Your objective — Only the lines holding the string "unwrap" are needed; copy each of them from the data.

━━ Data excerpts

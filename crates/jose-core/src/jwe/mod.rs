//! JSON Web Encryption (RFC 7516).

use crate::{
    error::JoseError,
    util::{b64_encode, merge_headers, Header},
};

mod builder;
mod decrypter;
mod loader;
mod serializer;

pub use builder::JweBuilder;
pub use decrypter::JweDecrypter;
pub use loader::JweLoader;
pub use serializer::{CompactSerializer, JsonFlattenedSerializer, JsonGeneralSerializer, JweSerializer, JweSerializerManager};

/// A recipient's unprotected header and encrypted CEK.
#[derive(Clone, Debug, Default, PartialEq, Eq)]
pub struct Recipient {
    header: Header,
    encrypted_key: Vec<u8>,
}

impl Recipient {
    pub fn header(&self) -> &Header {
        &self.header
    }

    /// Empty for direct encryption and direct key agreement.
    pub fn encrypted_key(&self) -> &[u8] {
        &self.encrypted_key
    }
}

/// An encrypted payload and its recipients.
///
/// A parsed JWE has no payload until it is decrypted.
#[derive(Clone, Debug, PartialEq, Eq)]
pub struct Jwe {
    ciphertext: Vec<u8>,
    iv: Vec<u8>,
    tag: Vec<u8>,
    aad: Option<Vec<u8>>,
    shared_protected_header: Header,
    encoded_shared_protected_header: String,
    shared_header: Header,
    recipients: Vec<Recipient>,
    payload: Option<Vec<u8>>,
}

impl Jwe {
    pub fn ciphertext(&self) -> &[u8] {
        &self.ciphertext
    }

    pub fn iv(&self) -> &[u8] {
        &self.iv
    }

    pub fn tag(&self) -> &[u8] {
        &self.tag
    }

    /// Additional authenticated data, JSON serializations only.
    pub fn aad(&self) -> Option<&[u8]> {
        self.aad.as_deref()
    }

    pub fn shared_protected_header(&self) -> &Header {
        &self.shared_protected_header
    }

    pub fn encoded_shared_protected_header(&self) -> &str {
        &self.encoded_shared_protected_header
    }

    /// The shared unprotected header.
    pub fn shared_header(&self) -> &Header {
        &self.shared_header
    }

    pub fn recipients(&self) -> &[Recipient] {
        &self.recipients
    }

    pub fn recipient(&self, index: usize) -> Result<&Recipient, JoseError> {
        self.recipients
            .get(index)
            .ok_or_else(|| JoseError::invalid_input(format!("no recipient at index {index}")))
    }

    pub fn count_recipients(&self) -> usize {
        self.recipients.len()
    }

    pub fn payload(&self) -> Option<&[u8]> {
        self.payload.as_deref()
    }

    /// Every header parameter that applies to a recipient. The three headers
    /// must not share a parameter.
    pub fn recipient_header(&self, index: usize) -> Result<Header, JoseError> {
        let recipient = self.recipient(index)?;
        merge_headers(&[&self.shared_protected_header, &self.shared_header, &recipient.header])
    }

    /// The content encryption AAD: `ASCII(BASE64URL(protected))`, followed by
    /// `'.' BASE64URL(aad)` when an AAD is present.
    pub(crate) fn authenticated_data(&self) -> Vec<u8> {
        authenticated_data(&self.encoded_shared_protected_header, self.aad.as_deref())
    }

    pub(crate) fn with_payload(&self, payload: Vec<u8>) -> Self {
        Self {
            payload: Some(payload),
            ..self.clone()
        }
    }
}

pub(crate) fn authenticated_data(encoded_protected_header: &str, aad: Option<&[u8]>) -> Vec<u8> {
    let mut data = encoded_protected_header.as_bytes().to_vec();
    if let Some(aad) = aad {
        data.push(b'.');
        data.extend_from_slice(b64_encode(aad).as_bytes());
    }
    data
}

/// `zip` is only accepted in the protected header.
pub(crate) fn check_zip(shared_header: &Header, recipient_header: &Header) -> Result<(), JoseError> {
    if shared_header.contains_key("zip") || recipient_header.contains_key("zip") {
        return Err(JoseError::invalid_header("zip must be protected"));
    }
    Ok(())
}

/// No critical extension is understood for encryption.
pub(crate) fn check_crit(header: &Header) -> Result<(), JoseError> {
    match header.get("crit") {
        None => Ok(()),
        Some(crit) => Err(JoseError::invalid_header(format!("unsupported critical parameters {crit}"))),
    }
}

#[cfg(test)]
mod tests {
    use serde_json::json;

    use super::*;

    #[test]
    fn test_authenticated_data() {
        assert_eq!(authenticated_data("eyJ9", None), b"eyJ9".to_vec());
        assert_eq!(authenticated_data("eyJ9", Some(b"test")), b"eyJ9.dGVzdA".to_vec());
    }

    #[test]
    fn test_header_rules() {
        let zip = json!({"zip": "DEF"}).as_object().cloned().unwrap();
        assert!(check_zip(&zip, &Header::new()).is_err());
        assert!(check_zip(&Header::new(), &zip).is_err());
        assert!(check_zip(&Header::new(), &Header::new()).is_ok());
        assert!(check_crit(&json!({"crit": ["exp"]}).as_object().cloned().unwrap()).is_err());
    }
}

━━━━

Solution to this problem —
        let zip = json!({"zip": "DEF"}).as_object().cloned().unwrap();
        assert!(check_crit(&json!({"crit": ["exp"]}).as_object().cloned().unwrap()).is_err());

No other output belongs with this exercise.